Task directions:
Take the line that has "pub(crate) struct ContentPage" and all the lines that come after it in the records, and write them out again exactly. Add no other line.
____ Recorded information
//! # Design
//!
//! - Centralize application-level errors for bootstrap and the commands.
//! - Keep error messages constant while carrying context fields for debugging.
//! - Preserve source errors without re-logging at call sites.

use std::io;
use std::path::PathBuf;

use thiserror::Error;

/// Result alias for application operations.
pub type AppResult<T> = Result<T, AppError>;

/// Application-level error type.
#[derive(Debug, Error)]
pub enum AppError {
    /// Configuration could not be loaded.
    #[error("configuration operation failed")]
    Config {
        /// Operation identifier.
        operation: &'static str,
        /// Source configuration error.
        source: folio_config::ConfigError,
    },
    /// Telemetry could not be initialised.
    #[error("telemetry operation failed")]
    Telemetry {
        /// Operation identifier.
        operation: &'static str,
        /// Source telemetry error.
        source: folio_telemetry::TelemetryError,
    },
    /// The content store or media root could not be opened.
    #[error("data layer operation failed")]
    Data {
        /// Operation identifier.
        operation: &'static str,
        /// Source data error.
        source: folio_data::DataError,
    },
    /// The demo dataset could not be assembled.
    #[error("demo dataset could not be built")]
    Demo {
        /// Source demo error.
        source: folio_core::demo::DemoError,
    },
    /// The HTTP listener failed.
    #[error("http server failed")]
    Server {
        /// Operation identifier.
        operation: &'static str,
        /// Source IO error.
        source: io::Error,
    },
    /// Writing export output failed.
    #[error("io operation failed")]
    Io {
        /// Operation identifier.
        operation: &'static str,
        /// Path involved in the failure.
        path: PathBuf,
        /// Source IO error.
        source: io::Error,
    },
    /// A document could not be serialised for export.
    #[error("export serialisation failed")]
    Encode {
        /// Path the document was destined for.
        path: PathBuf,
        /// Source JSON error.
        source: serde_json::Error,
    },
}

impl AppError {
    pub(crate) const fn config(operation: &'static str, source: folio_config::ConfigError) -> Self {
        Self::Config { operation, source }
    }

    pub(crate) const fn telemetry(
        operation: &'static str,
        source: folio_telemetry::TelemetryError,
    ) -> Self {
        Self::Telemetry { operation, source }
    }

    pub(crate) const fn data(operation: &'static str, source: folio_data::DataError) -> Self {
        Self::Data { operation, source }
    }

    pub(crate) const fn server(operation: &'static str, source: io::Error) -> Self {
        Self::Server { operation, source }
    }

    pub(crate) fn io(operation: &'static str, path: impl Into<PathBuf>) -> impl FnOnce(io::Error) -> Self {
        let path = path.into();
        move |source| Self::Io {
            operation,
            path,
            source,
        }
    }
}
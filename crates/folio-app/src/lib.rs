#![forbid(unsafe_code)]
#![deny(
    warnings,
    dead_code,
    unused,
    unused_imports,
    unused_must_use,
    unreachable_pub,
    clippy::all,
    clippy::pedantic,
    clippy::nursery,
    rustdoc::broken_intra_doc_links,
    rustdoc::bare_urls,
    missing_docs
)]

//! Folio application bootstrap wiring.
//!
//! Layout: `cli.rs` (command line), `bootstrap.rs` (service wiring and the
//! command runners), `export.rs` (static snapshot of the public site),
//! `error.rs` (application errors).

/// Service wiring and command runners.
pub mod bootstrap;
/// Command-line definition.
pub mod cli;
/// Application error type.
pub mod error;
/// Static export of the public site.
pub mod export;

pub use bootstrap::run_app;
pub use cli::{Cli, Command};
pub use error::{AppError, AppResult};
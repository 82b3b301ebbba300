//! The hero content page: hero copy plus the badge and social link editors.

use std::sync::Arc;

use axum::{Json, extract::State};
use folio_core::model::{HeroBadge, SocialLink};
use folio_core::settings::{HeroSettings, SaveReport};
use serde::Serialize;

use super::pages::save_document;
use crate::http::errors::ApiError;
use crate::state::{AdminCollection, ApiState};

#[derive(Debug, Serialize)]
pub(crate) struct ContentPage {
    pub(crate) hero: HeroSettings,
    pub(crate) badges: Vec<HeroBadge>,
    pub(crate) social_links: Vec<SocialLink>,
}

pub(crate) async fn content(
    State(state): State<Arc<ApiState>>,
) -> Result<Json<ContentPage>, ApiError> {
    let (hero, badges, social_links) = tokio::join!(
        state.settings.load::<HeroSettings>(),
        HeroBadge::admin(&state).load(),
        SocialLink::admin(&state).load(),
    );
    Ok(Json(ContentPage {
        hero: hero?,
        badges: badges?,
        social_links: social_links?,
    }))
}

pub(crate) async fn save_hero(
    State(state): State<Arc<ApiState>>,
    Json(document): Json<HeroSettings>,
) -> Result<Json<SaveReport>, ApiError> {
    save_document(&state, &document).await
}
________
Task output:
pub(crate) struct ContentPage {
    pub(crate) hero: HeroSettings,
    pub(crate) badges: Vec<HeroBadge>,
    pub(crate) social_links: Vec<SocialLink>,
}

pub(crate) async fn content(
    State(state): State<Arc<ApiState>>,
) -> Result<Json<ContentPage>, ApiError> {
    let (hero, badges, social_links) = tokio::join!(
        state.settings.load::<HeroSettings>(),
        HeroBadge::admin(&state).load(),
        SocialLink::admin(&state).load(),
    );
    Ok(Json(ContentPage {
        hero: hero?,
        badges: badges?,
        social_links: social_links?,
    }))
}

pub(crate) async fn save_hero(
    State(state): State<Arc<ApiState>>,
    Json(document): Json<HeroSettings>,
) -> Result<Json<SaveReport>, ApiError> {
    save_document(&state, &document).await
}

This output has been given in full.